The Beginning of (Sacred) History in Egypt

Friday, January 7, 2011: 3:10 PM
Clarendon Room (Marriott Boston Copley Place)
Andréas Stauder , Swiss National Science Foundation and The Oriental Institute, University of Chicago, Chicago, IL
1. The era around 3000 BCE was distinguished by Egyptian historiography itself. King lists and annals reach back to this period and various cultural and technological innovations are credited to it. Such depth of historical memory was a function of its conditioning possibility, the advent of writing. 2. Writing did not come alone. The later 4th and early 3d millennia BCE witnessed a series of processes which constitute an epistemological breakthrough. These included instances of urban concentration, craft specialization, technological innovations in agriculture and architecture, integration into supra-regional and international trade networks, emergence of regional political entities and associated modes of élite display. The evidence associated with these developments raises complex methodological issues of representativeness, and for the integration of the written, pictorial and archaeological records. Traditional Egyptological narratives of political unification through territorial accretion now yield to models of cultural, ideological, economic and political integration, stressing the interplay of longue durée with radical changes, local perspectives and centrally induced processes.
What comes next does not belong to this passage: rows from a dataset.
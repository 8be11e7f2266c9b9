//! Engine settings
//!
//! Everything that is wording or layout rather than logic lives in [EngineConfig]: the
//! sentinel phrases, section headings and captions, the closed set of block markers, the
//! fixed sentences and the style candidates. A config value is always passed explicitly;
//! there is no process-wide instance.
//!
//! The `laudo-config` crate ships the same defaults as an embedded TOML file and layers
//! user files on top of it.

use crate::dataset::normalize_key;
use serde::{Deserialize, Serialize};

#[derive(Debug, Clone, PartialEq, Serialize, Deserialize)]
pub struct EngineConfig {
    pub sentinel: SentinelConfig,
    pub images: ImageConfig,
    pub labels: LabelsConfig,
    pub styles: StyleCandidates,
    pub sections: SectionsConfig,
    pub header: HeaderBlockConfig,
    pub lists: Vec<ListMarkerConfig>,
    pub dynamic: Vec<DynamicBlockConfig>,
}

#[derive(Debug, Clone, PartialEq, Eq, Serialize, Deserialize)]
pub struct SentinelConfig {
    /// Any of these, as a substring of a body paragraph, marks the insertion point.
    pub phrases: Vec<String>,
}

#[derive(Debug, Clone, PartialEq, Serialize, Deserialize)]
pub struct ImageConfig {
    pub width_cm: f64,
}

#[derive(Debug, Clone, PartialEq, Eq, Serialize, Deserialize)]
pub struct LabelsConfig {
    pub not_available: String,
    pub not_provided: String,
    /// `{label}` is replaced by the block label.
    pub none_submitted: String,
    pub yes: String,
    pub no: String,
    pub question: String,
    pub answer: String,
}

#[derive(Debug, Clone, PartialEq, Eq, Serialize, Deserialize)]
pub struct StyleCandidates {
    pub bullet: Vec<String>,
    pub plain: Vec<String>,
    pub heading: Vec<String>,
}

#[derive(Debug, Clone, PartialEq, Eq, Serialize, Deserialize)]
pub struct SectionsConfig {
    pub appendices: SectionConfig,
    pub answer_images: SectionConfig,
    pub attachments: SectionConfig,
}

#[derive(Debug, Clone, PartialEq, Eq, Serialize, Deserialize)]
pub struct SectionConfig {
    pub heading: String,
    /// `{id}` and `{caption}` are replaced per item.
    pub caption: String,
}

impl SectionConfig {
    pub fn caption_for(&self, id: u32, caption: &str) -> String {
        self.caption
            .replace("{id}", &id.to_string())
            .replace("{caption}", caption)
    }
}

#[derive(Debug, Clone, PartialEq, Eq, Serialize, Deserialize)]
pub struct HeaderBlockConfig {
    pub marker: String,
    pub lines: Vec<HeaderLine>,
}

#[derive(Debug, Clone, PartialEq, Eq, Serialize, Deserialize)]
pub struct HeaderLine {
    pub label: String,
    pub key: String,
}

#[derive(Debug, Clone, Copy, PartialEq, Eq, Serialize, Deserialize)]
#[serde(rename_all = "snake_case")]
pub enum EmptyPolicy {
    /// Emit the not-provided sentence when the list is empty.
    Fallback,
    /// Emit nothing.
    Omit,
}

#[derive(Debug, Clone, PartialEq, Eq, Serialize, Deserialize)]
pub struct ListMarkerConfig {
    pub marker: String,
    pub empty: EmptyPolicy,
}

#[derive(Debug, Clone, PartialEq, Eq, Serialize, Deserialize)]
pub struct DynamicBlockConfig {
    pub marker: String,
    /// Dataset key holding the collection; the marker itself when absent.
    #[serde(default, skip_serializing_if = "Option::is_none")]
    pub source: Option<String>,
    pub label: String,
    pub rule: DynamicRule,
}

impl DynamicBlockConfig {
    pub fn source_key(&self) -> &str {
        self.source.as_deref().unwrap_or(&self.marker)
    }
}

/// How a dynamic block turns its collection into prose.
#[derive(Debug, Clone, PartialEq, Eq, Serialize, Deserialize)]
#[serde(tag = "kind", rename_all = "snake_case")]
pub enum DynamicRule {
    RecordList {
        primary: String,
        secondary: String,
    },
    Prose {
        field: String,
    },
    Questions {
        question_field: String,
        answer_field: String,
        skip_flag: String,
        skipped_preface: String,
    },
}

impl Default for EngineConfig {
    fn default() -> Self {
        fn strings(items: &[&str]) -> Vec<String> {
            items.iter().map(|s| s.to_string()).collect()
        }
        fn header_line(label: &str, key: &str) -> HeaderLine {
            HeaderLine {
                label: label.to_string(),
                key: key.to_string(),
            }
        }
        fn list(marker: &str, empty: EmptyPolicy) -> ListMarkerConfig {
            ListMarkerConfig {
                marker: marker.to_string(),
                empty,
            }
        }
        fn questions(marker: &str, label: &str, skip_flag: &str, preface: &str) -> DynamicBlockConfig {
            DynamicBlockConfig {
                marker: marker.to_string(),
                source: None,
                label: label.to_string(),
                rule: DynamicRule::Questions {
                    question_field: "PERGUNTA".to_string(),
                    answer_field: "RESPOSTA".to_string(),
                    skip_flag: skip_flag.to_string(),
                    skipped_preface: preface.to_string(),
                },
            }
        }

        Self {
            sentinel: SentinelConfig {
                phrases: strings(&["Nada mais havendo"]),
            },
            images: ImageConfig { width_cm: 15.0 },
            labels: LabelsConfig {
                not_available: "N/A".to_string(),
                not_provided: "Não informado.".to_string(),
                none_submitted: "Nenhum registro de {label} foi apresentado.".to_string(),
                yes: "Sim".to_string(),
                no: "Não".to_string(),
                question: "Quesito".to_string(),
                answer: "Resposta".to_string(),
            },
            styles: StyleCandidates {
                bullet: strings(&["ListBullet", "List Bullet", "Marcador"]),
                plain: strings(&["Normal"]),
                heading: strings(&["Heading1", "Heading 1", "Ttulo1"]),
            },
            sections: SectionsConfig {
                appendices: SectionConfig {
                    heading: "APÊNDICES".to_string(),
                    caption: "Apêndice {id} - {caption}".to_string(),
                },
                answer_images: SectionConfig {
                    heading: "IMAGENS DAS RESPOSTAS".to_string(),
                    caption: "Figura {id} - {caption}".to_string(),
                },
                attachments: SectionConfig {
                    heading: "ANEXOS".to_string(),
                    caption: "Anexo {id} - {caption}".to_string(),
                },
            },
            header: HeaderBlockConfig {
                marker: "CABECALHO".to_string(),
                lines: vec![
                    header_line("Processo nº", "NUMERO_PROCESSO"),
                    header_line("Autor", "AUTOR"),
                    header_line("Réu", "REU"),
                ],
            },
            lists: vec![
                list("DILIGENCIAS", EmptyPolicy::Fallback),
                list("ASSISTENTES_TECNICOS", EmptyPolicy::Fallback),
                list("OBSERVACOES", EmptyPolicy::Omit),
            ],
            dynamic: vec![
                DynamicBlockConfig {
                    marker: "DOCUMENTOS".to_string(),
                    source: None,
                    label: "documentos".to_string(),
                    rule: DynamicRule::RecordList {
                        primary: "NOME".to_string(),
                        secondary: "REFERENCIA".to_string(),
                    },
                },
                DynamicBlockConfig {
                    marker: "PADROES".to_string(),
                    source: None,
                    label: "padrões".to_string(),
                    rule: DynamicRule::RecordList {
                        primary: "DESCRICAO".to_string(),
                        secondary: "REFERENCIA".to_string(),
                    },
                },
                DynamicBlockConfig {
                    marker: "CONCLUSAO".to_string(),
                    source: None,
                    label: "conclusão".to_string(),
                    rule: DynamicRule::Prose {
                        field: "TEXTO".to_string(),
                    },
                },
                questions(
                    "QUESITOS_AUTOR",
                    "quesitos do autor",
                    "QUESITOS_AUTOR_DISPENSADOS",
                    "O autor dispensou a apresentação de quesitos.",
                ),
                questions(
                    "QUESITOS_REU",
                    "quesitos do réu",
                    "QUESITOS_REU_DISPENSADOS",
                    "O réu dispensou a apresentação de quesitos.",
                ),
            ],
        }
    }
}

/// What a block marker name stands for.
#[derive(Debug, Clone, Copy, PartialEq, Eq)]
pub enum CatalogEntry<'a> {
    Header(&'a HeaderBlockConfig),
    List(&'a ListMarkerConfig),
    Dynamic(&'a DynamicBlockConfig),
}

/// The closed set of block markers, looked up by normalized name.
#[derive(Debug, Clone, PartialEq, Eq)]
pub struct BlockCatalog {
    header: HeaderBlockConfig,
    lists: Vec<ListMarkerConfig>,
    dynamic: Vec<DynamicBlockConfig>,
}

impl BlockCatalog {
    pub fn from_config(config: &EngineConfig) -> Self {
        Self {
            header: config.header.clone(),
            lists: config.lists.clone(),
            dynamic: config.dynamic.clone(),
        }
    }

    pub fn lookup(&self, name: &str) -> Option<CatalogEntry<'_>> {
        let name = normalize_key(name);
        if normalize_key(&self.header.marker) == name {
            return Some(CatalogEntry::Header(&self.header));
        }
        if let Some(block) = self
            .dynamic
            .iter()
            .find(|block| normalize_key(&block.marker) == name)
        {
            return Some(CatalogEntry::Dynamic(block));
        }
        self.lists
            .iter()
            .find(|list| normalize_key(&list.marker) == name)
            .map(CatalogEntry::List)
    }

    pub fn header(&self) -> &HeaderBlockConfig {
        &self.header
    }

    /// Every marker with its entry, header first, then lists, then dynamic blocks.
    pub fn entries(&self) -> Vec<(&str, CatalogEntry<'_>)> {
        let mut entries = vec![(self.header.marker.as_str(), CatalogEntry::Header(&self.header))];
        entries.extend(
            self.lists
                .iter()
                .map(|list| (list.marker.as_str(), CatalogEntry::List(list))),
        );
        entries.extend(
            self.dynamic
                .iter()
                .map(|block| (block.marker.as_str(), CatalogEntry::Dynamic(block))),
        );
        entries
    }
}

impl Default for BlockCatalog {
    fn default() -> Self {
        Self::from_config(&EngineConfig::default())
    }
}
//! Table cells
//!
//! Every paragraph of every cell goes through the [ParagraphRewriter], nested tables
//! included. Cells only get scalar substitution: a block or list marker inside a cell is
//! left as written.

use super::rewriter::{ParagraphRewriter, RewriteOutcome};
use crate::docx::paragraph::PARAGRAPH;
use crate::docx::xml::{NodeId, XmlTree};
use crate::error::Warnings;

pub const TABLE: &str = "w:tbl";
const ROW: &str = "w:tr";
const CELL: &str = "w:tc";

#[derive(Debug, Clone, Copy, Default, PartialEq, Eq)]
pub struct TableStats {
    pub cells: usize,
    pub rewritten: usize,
    pub deferred: usize,
}

pub struct TableRewriter<'p, 'r, 'a> {
    rewriter: &'p ParagraphRewriter<'r, 'a>,
}

impl<'p, 'r, 'a> TableRewriter<'p, 'r, 'a> {
    pub fn new(rewriter: &'p ParagraphRewriter<'r, 'a>) -> Self {
        Self { rewriter }
    }

    pub fn rewrite(&self, tree: &mut XmlTree, table: NodeId, warnings: &mut Warnings) -> TableStats {
        let mut stats = TableStats::default();
        for cell in cells(tree, table) {
            stats.cells += 1;
            for p in tree.children_named(cell, PARAGRAPH) {
                match self.rewriter.rewrite(tree, p, warnings) {
                    RewriteOutcome::Rewritten => stats.rewritten += 1,
                    RewriteOutcome::Deferred => {
                        tracing::debug!("block marker inside a table cell left as is");
                        stats.deferred += 1;
                    }
                    RewriteOutcome::Unchanged => {}
                }
            }
        }
        stats
    }
}

/// Cells of `table` row by row; a nested table's cells follow the cell holding it.
pub fn cells(tree: &XmlTree, table: NodeId) -> Vec<NodeId> {
    let mut out = Vec::new();
    for row in tree.children_named(table, ROW) {
        for cell in tree.children_named(row, CELL) {
            out.push(cell);
            for nested in tree.children_named(cell, TABLE) {
                out.extend(cells(tree, nested));
            }
        }
    }
    out
}

/// Paragraphs of every cell of `table`, cell by cell.
pub fn cell_paragraphs(tree: &XmlTree, table: NodeId) -> Vec<NodeId> {
    cells(tree, table)
        .into_iter()
        .flat_map(|cell| tree.children_named(cell, PARAGRAPH))
        .collect()
}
Writing was not only, nor even primarily, a technology of administrative control, but a component of a broader semiotic revolution, in complex engagement with other, mostly pictorial and highly restricted modes of celebration and display. 3. Egyptian “sacred history” referred to a foundational First Time (sp tpy), to be ritually re-enacted and celebrated in the present in response to the ever-threatening chaos. Egyptian sacred history was itself a historical product, associated with the emergence of ideologically defined ‘national boundaries.' The fixation of rules of decorum and the development of centrally-sponsored formal culture designed a means of expressing “sacred history.” These concepts defined Egyptian civilization for millennia to follow - inter alia making it “distinctively Egyptian” in the layman's eye - and the methodological issues raised for Egyptological historiography.